_Material shown_
● ● ● ●
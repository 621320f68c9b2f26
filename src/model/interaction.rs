//! Pairwise ion-ion interaction coefficients
//!
//! When several ions occupy the channel at once, electrostatic coupling
//! scales the elementary rates: a Q-type coefficient multiplies moves that
//! bring two ions closer together, an R-type coefficient multiplies moves
//! that separate them. The exponent of a coefficient is the product of the
//! two ions' charges, so an uncharged co-resident contributes a neutral
//! factor.
//!
//! Adjacency for the single-coefficient modes is derived from the move
//! itself: Q applies when the moving ion lands immediately adjacent to a
//! co-resident ion, R when it leaves immediate adjacency.

use std::fmt;
use std::str::FromStr;

use serde::{Deserialize, Serialize};

use crate::error::ChannelsolError;

use super::state::ChannelState;

/// Which interaction coefficients the model carries.
#[derive(Clone, Copy, PartialEq, Eq, Debug, Serialize, Deserialize)]
pub enum InteractionMode {
    /// No ion-ion coupling; co-resident ions move independently.
    #[serde(rename = "none")]
    None,
    /// One shared Q applied to moves into immediate adjacency.
    #[serde(rename = "single Q")]
    SingleQ,
    /// One shared Q plus one shared R (moves out of immediate adjacency).
    #[serde(rename = "single QR")]
    SingleQr,
    /// A distinct Q per unordered pair of binding sites.
    #[serde(rename = "full Q")]
    FullQ,
    /// Distinct Q and R per unordered pair of binding sites.
    #[serde(rename = "full QR")]
    FullQr,
}

impl InteractionMode {
    pub fn uses_q(&self) -> bool {
        !matches!(self, InteractionMode::None)
    }

    pub fn uses_r(&self) -> bool {
        matches!(self, InteractionMode::SingleQr | InteractionMode::FullQr)
    }

    pub fn is_full(&self) -> bool {
        matches!(self, InteractionMode::FullQ | InteractionMode::FullQr)
    }
}

impl fmt::Display for InteractionMode {
    fn fmt(&self, f: &mut fmt::Formatter<'_>) -> fmt::Result {
        let name = match self {
            InteractionMode::None => "none",
            InteractionMode::SingleQ => "single Q",
            InteractionMode::SingleQr => "single QR",
            InteractionMode::FullQ => "full Q",
            InteractionMode::FullQr => "full QR",
        };
        write!(f, "{}", name)
    }
}

impl FromStr for InteractionMode {
    type Err = ChannelsolError;

    fn from_str(s: &str) -> Result<Self, Self::Err> {
        match s.trim() {
            "none" => Ok(InteractionMode::None),
            "single Q" => Ok(InteractionMode::SingleQ),
            "single QR" => Ok(InteractionMode::SingleQr),
            "full Q" => Ok(InteractionMode::FullQ),
            "full QR" => Ok(InteractionMode::FullQr),
            other => Err(ChannelsolError::UnknownInteractionMode(other.to_string())),
        }
    }
}

#[derive(Clone, Copy, PartialEq, Eq, Debug)]
pub(crate) enum CoeffKind {
    Q,
    R,
}

/// One multiplicative coefficient attached to a directed move: which slot
/// supplies the value and the charge-product exponent applied to it.
#[derive(Clone, Copy, PartialEq, Eq, Debug)]
pub(crate) struct CoeffFactor {
    pub kind: CoeffKind,
    pub slot: usize,
    pub exponent: i32,
}

/// Declared coefficient slots for a topology, and the policy mapping a
/// directed move to its factors.
#[derive(Clone, Debug)]
pub(crate) struct CoefficientLayout {
    mode: InteractionMode,
    /// Unordered site pairs (1-based, i < j), lexicographic; empty for the
    /// single modes, which use a lone slot 0.
    pairs: Vec<(usize, usize)>,
}

impl CoefficientLayout {
    pub fn new(mode: InteractionMode, num_sites: usize) -> Self {
        let pairs = if mode.is_full() {
            let mut pairs = Vec::new();
            for i in 1..num_sites {
                for j in (i + 1)..=num_sites {
                    pairs.push((i, j));
                }
            }
            pairs
        } else {
            Vec::new()
        };
        CoefficientLayout { mode, pairs }
    }

    pub fn q_count(&self) -> usize {
        match self.mode {
            InteractionMode::None => 0,
            InteractionMode::SingleQ | InteractionMode::SingleQr => 1,
            InteractionMode::FullQ | InteractionMode::FullQr => self.pairs.len(),
        }
    }

    pub fn r_count(&self) -> usize {
        match self.mode {
            InteractionMode::SingleQr => 1,
            InteractionMode::FullQr => self.pairs.len(),
            _ => 0,
        }
    }

    pub fn q_name(&self, slot: usize) -> String {
        if self.mode.is_full() {
            let (i, j) = self.pairs[slot];
            format!("Q{}{}", i, j)
        } else {
            "Q".to_string()
        }
    }

    pub fn r_name(&self, slot: usize) -> String {
        if self.mode.is_full() {
            let (i, j) = self.pairs[slot];
            format!("R{}{}", i, j)
        } else {
            "R".to_string()
        }
    }

    fn pair_slot(&self, a: usize, b: usize) -> usize {
        let key = (a.min(b), a.max(b));
        self.pairs
            .iter()
            .position(|&p| p == key)
            .unwrap_or_default()
    }

    /// Coefficient factors for one directed move.
    ///
    /// `source` is the state the move leaves from, with the moving ion still
    /// at `src`. Site coordinates are 1-based with 0 = extracellular and
    /// `n + 1` = intracellular reservoir.
    pub fn factors(
        &self,
        source: &ChannelState,
        charges: &[i32],
        moving_ion: usize,
        src: usize,
        dst: usize,
    ) -> Vec<CoeffFactor> {
        if self.mode == InteractionMode::None {
            return Vec::new();
        }
        let z_moving = charges[moving_ion];
        let mut factors = Vec::new();
        for (site0, other_ion) in source.occupied() {
            let a = site0 + 1;
            if a == src {
                continue;
            }
            let before = (src as i64 - a as i64).abs();
            let after = (dst as i64 - a as i64).abs();
            let exponent = z_moving * charges[other_ion];
            if after < before {
                // approaching: Q territory (every non-None mode carries Q)
                let applies = if self.mode.is_full() {
                    true
                } else {
                    after == 1
                };
                if applies {
                    factors.push(CoeffFactor {
                        kind: CoeffKind::Q,
                        slot: if self.mode.is_full() {
                            self.pair_slot(a, dst)
                        } else {
                            0
                        },
                        exponent,
                    });
                }
            } else if self.mode.uses_r() {
                // separating: R territory
                let applies = if self.mode.is_full() {
                    true
                } else {
                    before == 1
                };
                if applies {
                    factors.push(CoeffFactor {
                        kind: CoeffKind::R,
                        slot: if self.mode.is_full() {
                            self.pair_slot(a, src)
                        } else {
                            0
                        },
                        exponent,
                    });
                }
            }
        }
        factors
    }
}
● ● ● ●
_Task prompt_
Every record must be repeated precisely and in full.

_Result_
repository 621320f68c9b2f26
filename src/model/interaction.rs
//! Pairwise ion-ion interaction coefficients
//!
//! When several ions occupy the channel at once, electrostatic coupling
//! scales the elementary rates: a Q-type coefficient multiplies moves that
//! bring two ions closer together, an R-type coefficient multiplies moves
//! that separate them. The exponent of a coefficient is the product of the
//! two ions' charges, so an uncharged co-resident contributes a neutral
//! factor.
//!
//! Adjacency for the single-coefficient modes is derived from the move
//! itself: Q applies when the moving ion lands immediately adjacent to a
//! co-resident ion, R when it leaves immediate adjacency.

use std::fmt;
use std::str::FromStr;

use serde::{Deserialize, Serialize};

use crate::error::ChannelsolError;

use super::state::ChannelState;

/// Which interaction coefficients the model carries.
#[derive(Clone, Copy, PartialEq, Eq, Debug, Serialize, Deserialize)]
pub enum InteractionMode {
    /// No ion-ion coupling; co-resident ions move independently.
    #[serde(rename = "none")]
    None,
    /// One shared Q applied to moves into immediate adjacency.
    #[serde(rename = "single Q")]
    SingleQ,
    /// One shared Q plus one shared R (moves out of immediate adjacency).
    #[serde(rename = "single QR")]
    SingleQr,
    /// A distinct Q per unordered pair of binding sites.
    #[serde(rename = "full Q")]
    FullQ,
    /// Distinct Q and R per unordered pair of binding sites.
    #[serde(rename = "full QR")]
    FullQr,
}

impl InteractionMode {
    pub fn uses_q(&self) -> bool {
        !matches!(self, InteractionMode::None)
    }

    pub fn uses_r(&self) -> bool {
        matches!(self, InteractionMode::SingleQr | InteractionMode::FullQr)
    }

    pub fn is_full(&self) -> bool {
        matches!(self, InteractionMode::FullQ | InteractionMode::FullQr)
    }
}

impl fmt::Display for InteractionMode {
    fn fmt(&self, f: &mut fmt::Formatter<'_>) -> fmt::Result {
        let name = match self {
            InteractionMode::None => "none",
            InteractionMode::SingleQ => "single Q",
            InteractionMode::SingleQr => "single QR",
            InteractionMode::FullQ => "full Q",
            InteractionMode::FullQr => "full QR",
        };
        write!(f, "{}", name)
    }
}

impl FromStr for InteractionMode {
    type Err = ChannelsolError;

    fn from_str(s: &str) -> Result<Self, Self::Err> {
        match s.trim() {
            "none" => Ok(InteractionMode::None),
            "single Q" => Ok(InteractionMode::SingleQ),
            "single QR" => Ok(InteractionMode::SingleQr),
            "full Q" => Ok(InteractionMode::FullQ),
            "full QR" => Ok(InteractionMode::FullQr),
            other => Err(ChannelsolError::UnknownInteractionMode(other.to_string())),
        }
    }
}

#[derive(Clone, Copy, PartialEq, Eq, Debug)]
pub(crate) enum CoeffKind {
    Q,
    R,
}

/// One multiplicative coefficient attached to a directed move: which slot
/// supplies the value and the charge-product exponent applied to it.
#[derive(Clone, Copy, PartialEq, Eq, Debug)]
pub(crate) struct CoeffFactor {
    pub kind: CoeffKind,
    pub slot: usize,
    pub exponent: i32,
}

/// Declared coefficient slots for a topology, and the policy mapping a
/// directed move to its factors.
#[derive(Clone, Debug)]
pub(crate) struct CoefficientLayout {
    mode: InteractionMode,
    /// Unordered site pairs (1-based, i < j), lexicographic; empty for the
    /// single modes, which use a lone slot 0.
    pairs: Vec<(usize, usize)>,
}

impl CoefficientLayout {
    pub fn new(mode: InteractionMode, num_sites: usize) -> Self {
        let pairs = if mode.is_full() {
            let mut pairs = Vec::new();
            for i in 1..num_sites {
                for j in (i + 1)..=num_sites {
                    pairs.push((i, j));
                }
            }
            pairs
        } else {
            Vec::new()
        };
        CoefficientLayout { mode, pairs }
    }

    pub fn q_count(&self) -> usize {
        match self.mode {
            InteractionMode::None => 0,
            InteractionMode::SingleQ | InteractionMode::SingleQr => 1,
            InteractionMode::FullQ | InteractionMode::FullQr => self.pairs.len(),
        }
    }

    pub fn r_count(&self) -> usize {
        match self.mode {
            InteractionMode::SingleQr => 1,
            InteractionMode::FullQr => self.pairs.len(),
            _ => 0,
        }
    }

    pub fn q_name(&self, slot: usize) -> String {
        if self.mode.is_full() {
            let (i, j) = self.pairs[slot];
            format!("Q{}{}", i, j)
        } else {
            "Q".to_string()
        }
    }

    pub fn r_name(&self, slot: usize) -> String {
        if self.mode.is_full() {
            let (i, j) = self.pairs[slot];
            format!("R{}{}", i, j)
        } else {
            "R".to_string()
        }
    }

    fn pair_slot(&self, a: usize, b: usize) -> usize {
        let key = (a.min(b), a.max(b));
        self.pairs
            .iter()
            .position(|&p| p == key)
            .unwrap_or_default()
    }

    /// Coefficient factors for one directed move.
    ///
    /// `source` is the state the move leaves from, with the moving ion still
    /// at `src`. Site coordinates are 1-based with 0 = extracellular and
    /// `n + 1` = intracellular reservoir.
    pub fn factors(
        &self,
        source: &ChannelState,
        charges: &[i32],
        moving_ion: usize,
        src: usize,
        dst: usize,
    ) -> Vec<CoeffFactor> {
        if self.mode == InteractionMode::None {
            return Vec::new();
        }
        let z_moving = charges[moving_ion];
        let mut factors = Vec::new();
        for (site0, other_ion) in source.occupied() {
            let a = site0 + 1;
            if a == src {
                continue;
            }
            let before = (src as i64 - a as i64).abs();
            let after = (dst as i64 - a as i64).abs();
            let exponent = z_moving * charges[other_ion];
            if after < before {
                // approaching: Q territory (every non-None mode carries Q)
                let applies = if self.mode.is_full() {
                    true
                } else {
                    after == 1
                };
                if applies {
                    factors.push(CoeffFactor {
                        kind: CoeffKind::Q,
                        slot: if self.mode.is_full() {
                            self.pair_slot(a, dst)
                        } else {
                            0
                        },
                        exponent,
                    });
                }
            } else if self.mode.uses_r() {
                // separating: R territory
                let applies = if self.mode.is_full() {
                    true
                } else {
                    before == 1
                };
                if applies {
                    factors.push(CoeffFactor {
                        kind: CoeffKind::R,
                        slot: if self.mode.is_full() {
                            self.pair_slot(a, src)
                        } else {
                            0
                        },
                        exponent,
                    });
                }
            }
        }
        factors
    }
}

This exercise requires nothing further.